Whisper messages also have a time-to-live (TTL) associated with them, meaning that they expire after a certain time. A TTL property ensures messages are only valid for the specified time and will not be received after the timeout. TTL is useful in a number of situations, for example, when broadcasting a temporary price offer in trading.
In order to avoid spam, nodes must execute a proof of work algorithm to send a message. The amount of work to be performed is relative to the size and TTL of a message.
Messages within Whisper are encoded in an envelope with the following fields:
- Version: Version number of the protocol. This is used to identify the decryption format.
- Expiry: The expiry time of the message in the form of a UNIX timestamp.
- TTL: The time to live in seconds.
- Topic: Arbitrary data field that can be used as an indication of whether a message is “of interest” to a node.
- AESNonce: A unique number that is used by symmetric encryption in combination with the key.
- Data: The encrypted payload of the message.
- EnvNonce: A number used by the proof of work algorithm.

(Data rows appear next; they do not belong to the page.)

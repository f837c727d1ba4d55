//! Shared HTTP response helpers for the JSON-RPC client.
//!
//! Centralizes the status-code check (non-success → [`ApiError::Status`]) so
//! the envelope handling in `rpc` only ever sees 2xx responses.

use crate::error::ApiError;

/// Longest body excerpt carried in [`ApiError::Status`].
const BODY_EXCERPT_CHARS: usize = 500;

/// Check an HTTP response for a non-success status.
///
/// Returns the response unchanged on success. Any other status becomes
/// [`ApiError::Status`] with the start of the response body. There is no
/// retry, whatever the status.
pub async fn check_response(
    method: &str,
    resp: reqwest::Response,
) -> Result<reqwest::Response, ApiError> {
    if resp.status().is_success() {
        return Ok(resp);
    }
    let status = resp.status().as_u16();
    let body = resp.text().await.unwrap_or_default();
    Err(ApiError::Status {
        method: method.to_string(),
        status,
        body: excerpt(&body),
    })
}

fn excerpt(body: &str) -> String {
    body.trim().chars().take(BODY_EXCERPT_CHARS).collect()
}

One aspect to note with this design is that the topic field is not a traditional identifier, such as a “subject line”. It can instead be used by a so-called bloom filter to give a probabilistic indication of whether a node should be interested in attempting to decrypt a message. This is needed because the darkness principle impedes nodes from knowing whether they are a recipient to a message until they have tried decrypting it using the keys at their disposal.
Running Ethereum Whisper
Etheruem Whisper is implemented in the Go Ethereum client (Geth). However, it is disabled by default and needs to be activated with the following command line flag:
- geth –shh
As the protocol is meant to be used by DApps internally, rather than end users, it has to be used programmatically through the RPC API. Javascript bindings are included in the web3.js library.
The main alternative to Geth, the Parity Ethereum client, also implements Whisper.